■ Problem requirements ■
The line containing "hint: Run 'gyt" marks the end: output every line of the data up to it, and that line too, exactly as written.

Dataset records
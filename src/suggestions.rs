//! # Error Suggestions
//!
//! This module provides helper functions for generating helpful error
//! messages with hints and suggestions. Errors should tell users what went
//! wrong AND how to fix it.
//!
//! ## Usage
//!
//! ```rust,ignore
//! use gyt::suggestions;
//!
//! let repo = Repository::open(&root).map_err(suggestions::explain)?;
//! ```

use std::path::Path;

use crate::error::Error;

/// Generate an error for a directory that has no `.gyt` repository.
pub fn not_a_repository(path: &Path) -> anyhow::Error {
    anyhow::anyhow!(
        "Not a gyt repository: {path}\n\n\
         hint: Run 'gyt init' to create a repository here\n\
         hint: Use --repo <DIR> or set GYT_DIR to point at an existing repository",
        path = path.display()
    )
}

/// Generate an error for `commit` with an empty staging area.
pub fn nothing_staged() -> anyhow::Error {
    anyhow::anyhow!(
        "No milestones staged\n\n\
         hint: Use 'gyt add <message>' to stage a milestone first"
    )
}

/// Generate an error for `add` without a message.
pub fn missing_milestone_message() -> anyhow::Error {
    anyhow::anyhow!(
        "Please provide a milestone message\n\n\
         hint: gyt add \"Finished the parser\"\n\
         hint: Use --all/-a (or '.') to add the default 'Daily progress' milestone"
    )
}

/// Generate an error for `push` without a remote.
pub fn no_remote() -> anyhow::Error {
    anyhow::anyhow!(
        "No remote configured\n\n\
         hint: Use 'gyt config remote.url <url>' to set one\n\
         hint: Or pass --remote <url> for a single push"
    )
}

/// Generate an error for an unset configuration key.
pub fn config_key_not_found(key: &str) -> anyhow::Error {
    anyhow::anyhow!(
        "Config key not set: {key}\n\n\
         hint: Use 'gyt config' to list all values\n\
         hint: Use 'gyt config {key} <value>' to set it"
    )
}

/// Attach hints to library errors that have an obvious fix.
///
/// Errors without a known remedy pass through unchanged.
pub fn explain(error: Error) -> anyhow::Error {
    match error {
        Error::NotARepository { path } => not_a_repository(&path),
        Error::NothingStaged => nothing_staged(),
        Error::NoRemote => no_remote(),
        Error::ConfigKeyNotFound { key } => config_key_not_found(&key),
        Error::InvalidConfigKey { key, reason } => anyhow::anyhow!(
            "Invalid config key '{key}': {reason}\n\n\
             hint: Keys are dot-separated names such as user.name or remote.url"
        ),
        other => anyhow::Error::new(other),
    }
}
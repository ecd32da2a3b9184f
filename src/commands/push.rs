//! # Push Command Implementation
//!
//! This module implements the `push` subcommand. It resolves the remote,
//! validates it, and reports what would be sent. Synchronisation with a
//! remote service is not available yet, so no network request is made.

use anyhow::Result;
use clap::Args;
use console::style;
use url::Url;

use gyt::error::Error;
use gyt::suggestions;

use super::Context;

/// Push commits to the configured remote
#[derive(Args, Debug)]
pub struct PushArgs {
    /// Remote URL to push to (overrides remote.url)
    #[arg(long, value_name = "URL")]
    pub remote: Option<String>,
}

/// Execute the `push` command.
pub fn execute(args: PushArgs, ctx: &Context) -> Result<()> {
    let repo = ctx.open_repo()?;
    let config = repo.config()?;

    let raw = args
        .remote
        .as_deref()
        .filter(|url| !url.trim().is_empty())
        .or_else(|| config.remote_url())
        .ok_or_else(|| suggestions::explain(Error::NoRemote))?;
    let remote = parse_remote(raw)?;

    let commits = repo.commits()?;
    if commits.is_empty() {
        println!("{}", style("No commits to push.").yellow());
        return Ok(());
    }

    log::info!("Resolved remote {}", remote);
    println!(
        "{}",
        style(format!("Pushing {} commit(s) to {}...", commits.len(), remote)).yellow()
    );
    println!(
        "{}",
        style("Note: Remote push is not available yet; nothing was sent.").dim()
    );
    Ok(())
}

/// Parse and check a remote URL. Only http(s) remotes are accepted.
fn parse_remote(raw: &str) -> Result<Url> {
    let url = Url::parse(raw.trim()).map_err(|e| Error::InvalidRemote {
        url: raw.to_string(),
        message: e.to_string(),
    })?;
    match url.scheme() {
        "http" | "https" => Ok(url),
        scheme => Err(Error::InvalidRemote {
            url: raw.to_string(),
            message: format!("unsupported scheme '{}'", scheme),
        }
        .into()),
    }
}
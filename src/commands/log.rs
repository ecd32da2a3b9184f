//! # Log Command Implementation
//!
//! This module implements the `log` subcommand, which shows commit history
//! with the most recent commit first.
//!
//! ## Functionality
//!
//! - **Limit**: `--limit`/`-n` caps the number of commits shown (0 shows all)
//! - **JSON Output**: `--json` prints the selected commits as a JSON array

use anyhow::Result;
use clap::Args;
use console::style;

use gyt::defaults::DEFAULT_LOG_LIMIT;
use gyt::models::Commit;

use super::status::format_milestone;
use super::Context;

/// Show commit history
#[derive(Args, Debug)]
pub struct LogArgs {
    /// Number of commits to show (0 shows all)
    #[arg(short = 'n', long, value_name = "N", default_value_t = DEFAULT_LOG_LIMIT)]
    pub limit: usize,

    /// Output in JSON format
    #[arg(long)]
    pub json: bool,
}

/// Execute the `log` command.
pub fn execute(args: LogArgs, ctx: &Context) -> Result<()> {
    let repo = ctx.open_repo()?;
    let commits = repo.commits()?;
    let selected = select_recent(&commits, args.limit);

    if args.json {
        println!("{}", serde_json::to_string_pretty(&selected)?);
        return Ok(());
    }

    if selected.is_empty() {
        println!("{}", style("No commits yet.").yellow());
        return Ok(());
    }

    for commit in selected {
        print!("{}", render_commit(commit));
    }
    Ok(())
}

/// The last `limit` commits, newest first. A limit of 0 selects everything.
fn select_recent(commits: &[Commit], limit: usize) -> Vec<&Commit> {
    let start = if limit == 0 {
        0
    } else {
        commits.len().saturating_sub(limit)
    };
    commits[start..].iter().rev().collect()
}

fn render_commit(commit: &Commit) -> String {
    let mut out = String::new();
    out.push('\n');
    out.push_str(&format!(
        "{}\n",
        style(format!("commit {}", commit.short_hash())).yellow()
    ));
    out.push_str(&format!(
        "Date:   {}\n",
        commit.timestamp.format("%Y-%m-%d %H:%M:%S")
    ));
    out.push_str(&format!("\n    {}\n\n", commit.message));
    for milestone in &commit.milestones {
        out.push_str(&format!("    • {}\n", format_milestone(milestone)));
    }
    out
}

■ Output of the exercise ■
filename src/suggestions.rs
//! # Error Suggestions
//!
//! This module provides helper functions for generating helpful error
//! messages with hints and suggestions. Errors should tell users what went
//! wrong AND how to fix it.
//!
//! ## Usage
//!
//! ```rust,ignore
//! use gyt::suggestions;
//!
//! let repo = Repository::open(&root).map_err(suggestions::explain)?;
//! ```

use std::path::Path;

use crate::error::Error;

/// Generate an error for a directory that has no `.gyt` repository.
pub fn not_a_repository(path: &Path) -> anyhow::Error {
    anyhow::anyhow!(
        "Not a gyt repository: {path}\n\n\
         hint: Run 'gyt init' to create a repository here\n\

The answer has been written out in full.